Celle-ci est comme d’habitude vide lorsque j’arrive à Blå, alors que la partie bar grouille de monde. Le public bouge rapidement lorsqu’Eternity commence à jouer une dizaine de minutes plus tard, aux alentours de 20h05. J’avais découvert le one-man band d’Eivghet en septembre, avec la sortie du dernier album To become the great beast, avant de me rendre compte que c’était eux qui allaient ouvrir pour DHG aujourd’hui. Une bonne nouvelle, car l’album est un revival d’un Black Metal deuxième vague à la pure sauce norvégienne de ce qu’il y a de plus classique, mais très bien réalisé. Ça s’écoute du début à la fin sans longueur, et ça ravira sûrement un certain élan nostalgique à la manière d’un Djevel, pour rester dans le même registre et pays. L’album en question est apparemment le deuxième, et la première sortie depuis 13 ans.
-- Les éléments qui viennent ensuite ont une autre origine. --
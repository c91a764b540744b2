use actix_web::{HttpRequest, HttpResponse, Result as ActixResult};
use tracing::info;

use super::SubjectService;
use super::formula::{check_syntax, normalize_formula};
use crate::models::{ApiResponse, ErrorCode, subjects::requests::CreateSubjectRequest};
use crate::services::access::{current_user_id, ensure_owner};
use crate::services::{bad_request, error_response};
use crate::storage::OwnedResource;
use crate::utils::validate::require_text;

pub async fn create_subject(
    service: &SubjectService,
    request: &HttpRequest,
    data: CreateSubjectRequest,
) -> ActixResult<HttpResponse> {
    let storage = service.get_storage(request);
    let user_id = match current_user_id(request) {
        Ok(id) => id,
        Err(resp) => return Ok(resp),
    };

    if let Err(msg) = require_text(&data.name, "name") {
        return Ok(bad_request(ErrorCode::BadRequest, msg));
    }

    if let Err(resp) =
        ensure_owner(&storage, user_id, OwnedResource::Course, data.course_id).await
    {
        return Ok(resp);
    }

    // 新学科还没有成绩组成项，只能检查语法
    if let Some(source) = normalize_formula(data.final_grade_formula.as_deref())
        && let Err(resp) = check_syntax(source)
    {
        return Ok(resp);
    }

    match storage.create_subject(data).await {
        Ok(subject) => {
            info!("Subject {} created in course {}", subject.id, subject.course_id);
            Ok(HttpResponse::Created()
                .json(ApiResponse::success(subject, "Subject created successfully")))
        }
        Err(e) => Ok(error_response(&e, ErrorCode::Conflict)),
    }
}
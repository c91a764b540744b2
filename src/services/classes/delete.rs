use actix_web::{HttpRequest, HttpResponse, Result as ActixResult};
use tracing::info;

use super::ClassService;
use crate::models::{ApiResponse, ErrorCode};
use crate::services::access::{current_user_id, ensure_owner};
use crate::services::{error_response, not_found};
use crate::storage::OwnedResource;

pub async fn delete_class(
    service: &ClassService,
    request: &HttpRequest,
    class_id: i64,
) -> ActixResult<HttpResponse> {
    let storage = service.get_storage(request);
    let user_id = match current_user_id(request) {
        Ok(id) => id,
        Err(resp) => return Ok(resp),
    };
    if let Err(resp) = ensure_owner(&storage, user_id, OwnedResource::Class, class_id).await {
        return Ok(resp);
    }

    match storage.delete_class(class_id).await {
        Ok(true) => {
            info!("Class {} deleted by user {}", class_id, user_id);
            Ok(HttpResponse::Ok().json(ApiResponse::success_empty("Class deleted successfully")))
        }
        Ok(false) => Ok(not_found(ErrorCode::ClassNotFound, "Class not found")),
        Err(e) => Ok(error_response(&e, ErrorCode::Conflict)),
    }
}
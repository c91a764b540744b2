//! 密码重置令牌：原始令牌只出现在邮件链接里，数据库保存 SHA-256 摘要

use rand::RngCore;
use sha2::{Digest, Sha256};

const TOKEN_BYTES: usize = 32;

/// 生成 32 字节随机令牌（十六进制）
pub fn generate_reset_token() -> String {
    let mut bytes = [0u8; TOKEN_BYTES];
    rand::rng().fill_bytes(&mut bytes);
    hex::encode(bytes)
}

pub fn hash_reset_token(token: &str) -> String {
    hex::encode(Sha256::digest(token.trim().as_bytes()))
}

/// 邮件中的重置链接
pub fn reset_link(base_url: &str, token: &str) -> String {
    let separator = if base_url.contains('?') { '&' } else { '?' };
    format!("{base_url}{separator}token={token}")
}

#[cfg(test)]
mod tests {
    use super::*;

    #[test]
    fn test_token_shape() {
        let token = generate_reset_token();
        assert_eq!(token.len(), 64);
        assert!(token.chars().all(|c| c.is_ascii_hexdigit()));
        assert_ne!(token, generate_reset_token());
    }

    #[test]
    fn test_hash_is_stable_and_ignores_whitespace() {
        let hash = hash_reset_token("abc");
        assert_eq!(
            hash,
            "ba7816bf8f01cfea414140de5dae2223b00361a396177a9cb410ff61f20015ad"
        );
        assert_eq!(hash_reset_token(" abc\n"), hash);
    }

    #[test]
    fn test_reset_link() {
        assert_eq!(
            reset_link("http://localhost/reset.html", "ff"),
            "http://localhost/reset.html?token=ff"
        );
        assert_eq!(
            reset_link("http://localhost/reset?lang=pt", "ff"),
            "http://localhost/reset?lang=pt&token=ff"
        );
    }
}
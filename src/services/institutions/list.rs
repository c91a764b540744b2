use actix_web::{HttpRequest, HttpResponse, Result as ActixResult};

use super::InstitutionService;
use crate::models::{ApiResponse, ErrorCode, institutions::requests::InstitutionListParams};
use crate::services::access::current_user_id;
use crate::services::error_response;

pub async fn list_institutions(
    service: &InstitutionService,
    request: &HttpRequest,
    query: InstitutionListParams,
) -> ActixResult<HttpResponse> {
    let storage = service.get_storage(request);
    let user_id = match current_user_id(request) {
        Ok(id) => id,
        Err(resp) => return Ok(resp),
    };

    match storage.list_institutions_with_pagination(user_id, query).await {
        Ok(response) => Ok(HttpResponse::Ok().json(ApiResponse::success(
            response,
            "Institutions retrieved successfully",
        ))),
        Err(e) => Ok(error_response(&e, ErrorCode::Conflict)),
    }
}
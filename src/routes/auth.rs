use actix_web::{HttpRequest, HttpResponse, Result as ActixResult, web};
use once_cell::sync::Lazy;

use crate::middlewares;
use crate::models::auth::requests::{
    ForgotPasswordRequest, LoginRequest, RegisterRequest, ResetPasswordRequest,
};
use crate::services::AuthService;

// 懒加载的全局 AuthService 实例
static AUTH_SERVICE: Lazy<AuthService> = Lazy::new(AuthService::new_lazy);

pub async fn login(
    req: HttpRequest,
    user_data: web::Json<LoginRequest>,
) -> ActixResult<HttpResponse> {
    AUTH_SERVICE.login(user_data.into_inner(), &req).await
}

pub async fn refresh_token(request: HttpRequest) -> ActixResult<HttpResponse> {
    AUTH_SERVICE.refresh_token(&request).await
}

pub async fn register(
    req: HttpRequest,
    user_data: web::Json<RegisterRequest>,
) -> ActixResult<HttpResponse> {
    AUTH_SERVICE.register(user_data.into_inner(), &req).await
}

pub async fn logout() -> ActixResult<HttpResponse> {
    AUTH_SERVICE.logout().await
}

pub async fn forgot_password(
    req: HttpRequest,
    data: web::Json<ForgotPasswordRequest>,
) -> ActixResult<HttpResponse> {
    AUTH_SERVICE.forgot_password(data.into_inner(), &req).await
}

pub async fn reset_password(
    req: HttpRequest,
    data: web::Json<ResetPasswordRequest>,
) -> ActixResult<HttpResponse> {
    AUTH_SERVICE.reset_password(data.into_inner(), &req).await
}

pub async fn verify_token(request: HttpRequest) -> ActixResult<HttpResponse> {
    AUTH_SERVICE.verify_token(&request).await
}

pub async fn get_user(request: HttpRequest) -> ActixResult<HttpResponse> {
    AUTH_SERVICE.get_user(&request).await
}

// 配置路由
pub fn configure_auth_routes(cfg: &mut web::ServiceConfig) {
    cfg.service(
        web::scope("/api/v1/auth")
            .route("/login", web::post().to(login))
            .route("/register", web::post().to(register))
            .route("/refresh", web::post().to(refresh_token))
            .route("/logout", web::post().to(logout))
            .route("/forgot-password", web::post().to(forgot_password))
            .route("/reset-password", web::post().to(reset_password))
            .service(
                web::scope("")
                    .wrap(middlewares::RequireJWT)
                    .route("/verify-token", web::get().to(verify_token))
                    .route("/me", web::get().to(get_user)),
            ),
    );
}
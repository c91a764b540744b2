use serde::{Deserialize, Serialize};
use ts_rs::TS;

// 班级实体
#[derive(Debug, Clone, Serialize, Deserialize, TS)]
#[ts(export, export_to = "../frontend/src/types/generated/class.ts")]
pub struct Class {
    pub id: i64,
    pub course_id: i64,
    pub name: String,
    pub created_at: chrono::DateTime<chrono::Utc>,
    pub updated_at: chrono::DateTime<chrono::Utc>,
}
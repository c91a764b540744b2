use serde::{Deserialize, Serialize};
use ts_rs::TS;

// 单项成绩：某学生在某班级中某成绩组成项的得分
#[derive(Debug, Clone, Serialize, Deserialize, TS)]
#[ts(export, export_to = "../frontend/src/types/generated/grade.ts")]
pub struct GradeRecord {
    pub id: i64,
    pub class_id: i64,
    pub student_id: i64,
    pub component_id: i64,
    pub value: f64,
    pub created_at: chrono::DateTime<chrono::Utc>,
    pub updated_at: chrono::DateTime<chrono::Utc>,
}

// 成绩变更审计
#[derive(Debug, Clone, Serialize, Deserialize, TS)]
#[ts(export, export_to = "../frontend/src/types/generated/grade.ts")]
pub struct GradeAudit {
    pub id: i64,
    pub class_id: i64,
    pub subject_id: i64,
    pub student_id: i64,
    /// 为空表示最终成绩调整
    pub component_id: Option<i64>,
    pub changed_by: Option<i64>,
    pub old_value: Option<f64>,
    pub new_value: Option<f64>,
    pub message: String,
    pub changed_at: chrono::DateTime<chrono::Utc>,
}

// 最终成绩（计算值与人工调整值）
#[derive(Debug, Clone, Serialize, Deserialize, TS)]
#[ts(export, export_to = "../frontend/src/types/generated/grade.ts")]
pub struct FinalGrade {
    pub class_id: i64,
    pub subject_id: i64,
    pub student_id: i64,
    pub computed_value: Option<f64>,
    pub adjusted_value: Option<f64>,
    pub use_adjusted: bool,
    pub updated_at: chrono::DateTime<chrono::Utc>,
}

impl FinalGrade {
    /// 实际生效的最终成绩
    pub fn effective_value(&self) -> Option<f64> {
        if self.use_adjusted {
            self.adjusted_value.or(self.computed_value)
        } else {
            self.computed_value
        }
    }
}

/// 写入成绩后的结果
#[derive(Debug, Clone)]
pub struct GradeWriteOutcome {
    pub record: GradeRecord,
    pub previous_value: Option<f64>,
    /// 重新计算后的最终成绩
    pub final_grade: Option<f64>,
}
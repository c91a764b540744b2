//! 学生实体

use sea_orm::entity::prelude::*;

#[derive(Clone, Debug, PartialEq, DeriveEntityModel)]
#[sea_orm(table_name = "students")]
pub struct Model {
    #[sea_orm(primary_key)]
    pub id: i64,
    #[sea_orm(unique)]
    pub registration: String,
    pub name: String,
    pub created_at: i64,
    pub updated_at: i64,
}

#[derive(Copy, Clone, Debug, EnumIter, DeriveRelation)]
pub enum Relation {
    #[sea_orm(has_many = "super::enrollments::Entity")]
    Enrollments,
    #[sea_orm(has_many = "super::grade_records::Entity")]
    GradeRecords,
}

impl Related<super::enrollments::Entity> for Entity {
    fn to() -> RelationDef {
        Relation::Enrollments.def()
    }
}

impl Related<super::grade_records::Entity> for Entity {
    fn to() -> RelationDef {
        Relation::GradeRecords.def()
    }
}

impl ActiveModelBehavior for ActiveModel {}

impl Model {
    pub fn into_student(self) -> crate::models::students::entities::Student {
        use super::timestamp_to_datetime;
        use crate::models::students::entities::Student;

        Student {
            id: self.id,
            registration: self.registration,
            name: self.name,
            created_at: timestamp_to_datetime(self.created_at),
            updated_at: timestamp_to_datetime(self.updated_at),
        }
    }
}
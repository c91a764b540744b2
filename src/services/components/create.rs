use actix_web::{HttpRequest, HttpResponse, Result as ActixResult};
use tracing::info;

use super::ComponentService;
use crate::models::{ApiResponse, ErrorCode, components::requests::CreateComponentRequest};
use crate::services::access::{current_user_id, ensure_owner};
use crate::services::{bad_request, error_response};
use crate::storage::OwnedResource;
use crate::utils::validate::{require_text, validate_abbreviation, validate_weight};

pub async fn create_component(
    service: &ComponentService,
    request: &HttpRequest,
    data: CreateComponentRequest,
) -> ActixResult<HttpResponse> {
    let storage = service.get_storage(request);
    let user_id = match current_user_id(request) {
        Ok(id) => id,
        Err(resp) => return Ok(resp),
    };

    if let Err(msg) = require_text(&data.name, "name") {
        return Ok(bad_request(ErrorCode::BadRequest, msg));
    }
    if let Err(msg) = validate_abbreviation(data.abbreviation.trim()) {
        return Ok(bad_request(ErrorCode::ComponentAbbreviationInvalid, msg));
    }
    if let Some(weight) = data.weight
        && let Err(msg) = validate_weight(weight)
    {
        return Ok(bad_request(ErrorCode::BadRequest, msg));
    }

    if let Err(resp) =
        ensure_owner(&storage, user_id, OwnedResource::Subject, data.subject_id).await
    {
        return Ok(resp);
    }

    match storage.create_component(data).await {
        Ok(component) => {
            info!(
                "Grade component {} ({}) created in subject {}",
                component.id, component.abbreviation, component.subject_id
            );
            Ok(HttpResponse::Created().json(ApiResponse::success(
                component,
                "Grade component created successfully",
            )))
        }
        Err(e) => Ok(error_response(&e, ErrorCode::ComponentAlreadyExists)),
    }
}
Sur scène, Evighet s’occupe des guitares et du chant et s’accompagne entre autres de V. Fineideath et Thomas Ødegaard, respectivement bassiste et batteur de Nocturnal Breed (pour la basse, elle est cependant tenue sur album par Blasphemer d’Aura Noir, ex-Mayhem, etc). Le groupe propose ce soir un set carré et sans compromis, direct et sans artifices, baigné dans une simple lumière rouge. Encore une fois, je trouve le son impeccable. Juste assez crasseux pour avoir la gueule correspondant au style et pile assez propre pour que les riffs soient clairement reconnaissables. Comme dit précédemment, ceux-ci sont tout ce qu’on peut attendre d’un groupe estampillé « true norwegian black metal » : froids, sinueux tout en gardant une certaine efficacité imparable, voire un côté thrashy/punk. C’est bien fait, pas de longueur, on se laisse emporter tout naturellement pour une ôde à la gloire du Malin. C’est d’ailleurs après un « Hail Satan ! » que le frontman annonce le titre éponyme du dernier album, avant de continuer avec – poussons l’hommage jusqu’au bout – « Under a funeral moon » de Darkthrone. Ma surprise s’est tout de suite transformée en joie : le son n’a certes rien à voir avec le lo-fi absolu de l’album, mais qui ne rêve pas d’entendre un titre comme ça en live ? Surtout lorsque la reprise est exécutée avec force et passion – on en redemande. Et puis les minutes passent, le morceau défile… Le moment se termine. On arrive déjà juste après au dernier morceau pour Eternity, « Te Nostro Deum Sathanas », qui avait été proposé comme single de To become the great beast. Sûrement le titre qui m’a le plus marquée sur l’album d’ailleurs, avec son riff aussi porteur que vénéneux et son titre, répété comme un commandement suprême, un mantra obsédant et hypnoptique. Eternity clôt ainsi ses plus ou moins 45 minutes de jeu ; une très bonne fin de concert donc pour un très bon début de soirée.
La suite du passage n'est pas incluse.